The initial assembly process produced 374,149 putative transcripts (N50: 1,712 nucleotides, mean length: 871 nucleotides). Following further editing and transcript quality assessment (see Methods), we limited our dataset to 118,258 transcripts belonging to 82,331 loci (N50: 2,092; mean length: 1,352 nucleotides) (Figure 1). The unfiltered transcripts dataset had significant similarity to 18,527 O. niloticus genes, while the filtered assembly had significant similarity to 17,346 out of 21,462 genes reported in Ensembl. Given that the filtering resulted in elimination of 255,891 possibly spurious transcripts, while the hits to unique genes of O. niloticus were only slightly reduced, the restricted dataset constituted the final transcriptome. Out of the 82,331 loci, 31,895 had significant BLASTx similarity hits with publicly available protein sequences, 22,574 of the loci were assigned GO terms and 40,823 had an InterProScan protein domain match. The great majority of the top-hits of the assembled transcripts had significant similarity with sequences of Maylandia zebra, Oreochromis niloticus, Takifugu rubripes, Oryzias latipes and Dicentrarchus labrax. Further, 14,041 of the genes without any significant similarity to known proteins had InterProScan protein domains assigned.

Figure 1
figure 1

The pipeline followed to build the assembly and the male versus female expression profiles. On the left, flow chart of the steps implemented from raw reads to the selection of the final assembled loci. On the right, Venn diagram showing the loci commonly and differentially expressed in the two sexes for brains and gonads.

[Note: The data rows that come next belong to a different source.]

//! Mapping of transport and configuration errors onto scanner statuses

use scand_core::ScanError;

use crate::config::ConfigError;
use crate::transport::TransportError;

impl From<TransportError> for ScanError {
    fn from(err: TransportError) -> Self {
        match err {
            TransportError::Busy(msg) => ScanError::DeviceBusy(msg),
            TransportError::NotFound(msg) => ScanError::Invalid(format!("no such device: {}", msg)),
            TransportError::AccessDenied(msg) => ScanError::AccessDenied(msg),
            TransportError::Unsupported(msg) => ScanError::Unsupported(msg),
            other => ScanError::Io(other.to_string()),
        }
    }
}

impl From<ConfigError> for ScanError {
    fn from(err: ConfigError) -> Self {
        ScanError::Invalid(err.to_string())
    }
}
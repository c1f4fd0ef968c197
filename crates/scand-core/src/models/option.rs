//! Option descriptors, values and change flags

use std::fmt;

use bitflags::bitflags;
use serde::{Deserialize, Serialize};

/// Type of value an option holds
#[derive(Debug, Clone, Copy, PartialEq, Eq, Serialize, Deserialize)]
#[serde(rename_all = "lowercase")]
pub enum ValueType {
    Bool,
    Int,
    String,
    /// Groups only structure the option list and hold no value
    Group,
}

impl fmt::Display for ValueType {
    fn fmt(&self, f: &mut fmt::Formatter<'_>) -> fmt::Result {
        let s = match self {
            ValueType::Bool => "bool",
            ValueType::Int => "int",
            ValueType::String => "string",
            ValueType::Group => "group",
        };
        f.write_str(s)
    }
}

/// Physical unit of an option value
#[derive(Debug, Clone, Copy, Default, PartialEq, Eq, Serialize, Deserialize)]
#[serde(rename_all = "lowercase")]
pub enum Unit {
    #[default]
    None,
    Pixel,
    Bit,
    Mm,
    Dpi,
    Percent,
    Microsecond,
}

impl Unit {
    /// Short suffix used when printing values
    pub fn suffix(&self) -> &'static str {
        match self {
            Unit::None => "",
            Unit::Pixel => "px",
            Unit::Bit => "bit",
            Unit::Mm => "mm",
            Unit::Dpi => "dpi",
            Unit::Percent => "%",
            Unit::Microsecond => "us",
        }
    }
}

bitflags! {
    /// Capability bits of an option
    #[derive(Debug, Clone, Copy, PartialEq, Eq, Hash, Default, Serialize, Deserialize)]
    pub struct Capabilities: u32 {
        /// Settable by software
        const SOFT_SELECT = 1 << 0;
        /// Selected by a hardware switch
        const HARD_SELECT = 1 << 1;
        /// Readable by software
        const SOFT_DETECT = 1 << 2;
        /// Emulated by the backend rather than the device
        const EMULATED = 1 << 3;
        /// Backend can pick a value itself (`SetAuto`)
        const AUTOMATIC = 1 << 4;
        /// Currently not active
        const INACTIVE = 1 << 5;
        /// Hidden by default in simple frontends
        const ADVANCED = 1 << 6;
    }
}

impl Capabilities {
    pub fn is_active(&self) -> bool {
        !self.contains(Capabilities::INACTIVE)
    }

    pub fn is_settable(&self) -> bool {
        self.contains(Capabilities::SOFT_SELECT)
    }
}

bitflags! {
    /// Side effects reported by a successful option change
    ///
    /// These are advisory for the caller; nothing enforces that they are acted on.
    #[derive(Debug, Clone, Copy, PartialEq, Eq, Hash, Default)]
    pub struct ChangeFlags: u32 {
        /// The stored value differs from the requested one
        const INEXACT = 1 << 0;
        /// Capabilities or visibility of other options changed
        const RELOAD_OPTIONS = 1 << 1;
        /// Scan parameters must be recomputed
        const RELOAD_PARAMS = 1 << 2;
    }
}

/// Constraint on the values an option accepts
#[derive(Debug, Clone, PartialEq, Eq, Serialize, Deserialize)]
#[serde(tag = "type", rename_all = "snake_case")]
pub enum Constraint {
    None,
    /// Inclusive range; `quant == 0` means no quantization
    Range { min: i32, max: i32, quant: i32 },
    /// Enumerated numeric values
    WordList(Vec<i32>),
    /// Enumerated string values
    StringList(Vec<String>),
}

/// Immutable metadata for one option
#[derive(Debug, Clone, PartialEq, Eq, Serialize, Deserialize)]
pub struct OptionDescriptor {
    pub name: String,
    pub title: String,
    pub description: String,
    pub value_type: ValueType,
    pub unit: Unit,
    pub capabilities: Capabilities,
    pub constraint: Constraint,
    /// Declared storage size in bytes
    pub size: usize,
}

const WORD_SIZE: usize = 4;

impl OptionDescriptor {
    fn new(name: &str, title: &str, description: &str, value_type: ValueType) -> Self {
        let size = match value_type {
            ValueType::Bool | ValueType::Int => WORD_SIZE,
            ValueType::String | ValueType::Group => 0,
        };
        Self {
            name: name.to_string(),
            title: title.to_string(),
            description: description.to_string(),
            value_type,
            unit: Unit::None,
            capabilities: Capabilities::SOFT_SELECT | Capabilities::SOFT_DETECT,
            constraint: Constraint::None,
            size,
        }
    }

    /// Option 0: the number of options, read-only
    pub fn option_count() -> Self {
        Self::new(
            "",
            "Number of options",
            "Read-only option that specifies how many options a specific device supports.",
            ValueType::Int,
        )
        .with_capabilities(Capabilities::SOFT_DETECT)
    }

    /// A group header
    pub fn group(title: &str) -> Self {
        Self::new("", title, "", ValueType::Group).with_capabilities(Capabilities::empty())
    }

    pub fn int(name: &str, title: &str, description: &str) -> Self {
        Self::new(name, title, description, ValueType::Int)
    }

    pub fn bool(name: &str, title: &str, description: &str) -> Self {
        Self::new(name, title, description, ValueType::Bool)
    }

    pub fn string(name: &str, title: &str, description: &str) -> Self {
        Self::new(name, title, description, ValueType::String)
    }

    pub fn with_unit(mut self, unit: Unit) -> Self {
        self.unit = unit;
        self
    }

    pub fn with_capabilities(mut self, capabilities: Capabilities) -> Self {
        self.capabilities = capabilities;
        self
    }

    pub fn with_range(mut self, min: i32, max: i32, quant: i32) -> Self {
        self.constraint = Constraint::Range { min, max, quant };
        self
    }

    pub fn with_word_list(mut self, words: &[i32]) -> Self {
        self.constraint = Constraint::WordList(words.to_vec());
        self
    }

    /// String list constraint; also sizes the option for the longest entry
    pub fn with_string_list(mut self, values: &[&str]) -> Self {
        self.size = values.iter().map(|v| v.len() + 1).max().unwrap_or(1);
        self.constraint = Constraint::StringList(values.iter().map(|v| v.to_string()).collect());
        self
    }

    pub fn is_group(&self) -> bool {
        self.value_type == ValueType::Group
    }
}

/// Current value of an option
#[derive(Debug, Clone, PartialEq, Eq, Serialize, Deserialize)]
#[serde(untagged)]
pub enum OptionValue {
    Bool(bool),
    Int(i32),
    String(String),
}

impl OptionValue {
    pub fn value_type(&self) -> ValueType {
        match self {
            OptionValue::Bool(_) => ValueType::Bool,
            OptionValue::Int(_) => ValueType::Int,
            OptionValue::String(_) => ValueType::String,
        }
    }

    pub fn as_int(&self) -> Option<i32> {
        match self {
            OptionValue::Int(v) => Some(*v),
            _ => None,
        }
    }

    pub fn as_bool(&self) -> Option<bool> {
        match self {
            OptionValue::Bool(v) => Some(*v),
            _ => None,
        }
    }

    pub fn as_str(&self) -> Option<&str> {
        match self {
            OptionValue::String(v) => Some(v),
            _ => None,
        }
    }
}

impl fmt::Display for OptionValue {
    fn fmt(&self, f: &mut fmt::Formatter<'_>) -> fmt::Result {
        match self {
            OptionValue::Bool(v) => write!(f, "{}", if *v { "yes" } else { "no" }),
            OptionValue::Int(v) => write!(f, "{}", v),
            OptionValue::String(v) => f.write_str(v),
        }
    }
}

impl From<i32> for OptionValue {
    fn from(v: i32) -> Self {
        OptionValue::Int(v)
    }
}

impl From<bool> for OptionValue {
    fn from(v: bool) -> Self {
        OptionValue::Bool(v)
    }
}

impl From<&str> for OptionValue {
    fn from(v: &str) -> Self {
        OptionValue::String(v.to_string())
    }
}

/// Strongly-typed index of an option within its registry
#[derive(Debug, Clone, Copy, PartialEq, Eq, Hash, PartialOrd, Ord)]
pub struct OptionId(usize);

impl OptionId {
    /// The option-count option, always present
    pub const COUNT: OptionId = OptionId(0);

    pub const fn new(index: usize) -> Self {
        Self(index)
    }

    pub fn index(&self) -> usize {
        self.0
    }
}

impl From<usize> for OptionId {
    fn from(index: usize) -> Self {
        Self(index)
    }
}

impl fmt::Display for OptionId {
    fn fmt(&self, f: &mut fmt::Formatter<'_>) -> fmt::Result {
        write!(f, "#{}", self.0)
    }
}

/// Action requested through `control_option`
#[derive(Debug, Clone, PartialEq, Eq)]
pub enum OptionAction {
    Get,
    Set(OptionValue),
    /// Let the backend choose the value
    SetAuto,
}

/// Result of a `control_option` call
#[derive(Debug, Clone, PartialEq, Eq)]
pub struct ControlOutcome {
    /// Value after the action (the stored value for sets)
    pub value: Option<OptionValue>,
    pub flags: ChangeFlags,
}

Comparative expression profiling between males and females

The global gene expression pattern observed in the tissues of the eight individuals used in this study is summarized in a principal component analysis (PCA) (Figure 2). The picture obtained shows a clear separation between female and male gonads with remarkable variation within the two groups. On the contrary, brain expression patterns are similar between males and females in this general overview.

Figure 2
figure 2

Principal component analysis of the expression profiles. On top, the global expression profiles of gonad and brain samples of male and female individuals analyzed in a PCA. At the bottom, brain and gonad samples are analyzed separately. The brain sample pointed by the arrow is considered an outlier and was excluded from the differential expression analyses.

A separate PCA of the brain global expression values showed a scattered pattern with some overlap between the groups of males and females (Figure 2). Notably, one of the male brain samples had an extreme profile compared to the other male or female samples. To test whether this was due to library construction error, we mapped the reads to Sparus aurata ribosomal RNA (rRNA) to find no relation of rRNA content to the outlier (for the majority of samples 0–0.05% of the reads were mapped on rRNA). Thus, this sample was excluded from the differential expression analysis. For gonads, global expression patterns showed once again a clear separation of males and females (Figure 2). Sex-specific expression patterns were evaluated separately for brain and gonad tissues and are described below.

Male vs. female gonads expression patterns

In gonads, male and female expression patterns differed greatly. Out of the total 82,331 loci, 71,387 had an estimated abundance of at least one pair of reads in gonad samples. The differential expression analysis revealed 5,558 loci up-regulated in female and 8,072 loci up-regulated in male gonads (Figure 1; Additional file 2: Figure S2; Additional file 3: Table S1). Clustering of the samples based on the top 40 differentially expressed genes grouped males and females separately (Figure 3).

Figure 3
figure 3

Heatmap of the differentially expressed genes for gonad and brain samples. Heatmap of the variance-stabilized transformed count data of gonad and brain samples for the differentially expressed genes between male and female individuals. Note that only the top 40 genes are included in the gonad heatmap; for the brain heatmap all genes are included.

The putative functions of those genes include development, signal transduction and metabolism (Figure 4). To test whether certain functions are more frequently observed in one of the two sexes, we conducted a Fisher’s exact test in Blast2GO comparing the GO terms of the male versus the female over-expressed genes (each gene was represented by the longest transcript; p-value 0.05; Table 2; see Additional file 4: Table S2 for complete list). The main GO terms associated with the genes over-expressed in females are involved in metabolism, while in males in signaling and regulation of transcription.

Figure 4
figure 4

Gene Ontology profiling of gonad and brain samples. Pie charts representing the GO terms (Biological Process) associated with the genes over-expressed in gonad and brain samples. For gonads only terms with > 700 sequences are shown.

Table 2 Comparison of male versus female up-regulated gene functions

Sex determination and differentiation genes in gonads

The expression profiles of genes known to be involved in sex determination and differentiation (as reviewed in [28]) were closely examined (Table 3). Orthology with other genes was assessed with the reciprocal best hit approach (See Methods). Out of 44 target genes, 42 are found within the assembled transcriptome. The only genes not found were Fgf9 and Dmrt6. Dmr6 is absent from the teleost lineage according to Ensembl orthology inference and Fgf9 might be not expressed, not sequenced or lost from sharpsnout seabream. Sixteen genes are significantly differentially expressed between the two gonad types, while 15 change in the ‘expected’ direction of expression, assuming that the expression direction observed in other vertebrates is conserved in sharpsnout seabream. Only Dhh shows an overexpression in female gonads, opposite to the expected.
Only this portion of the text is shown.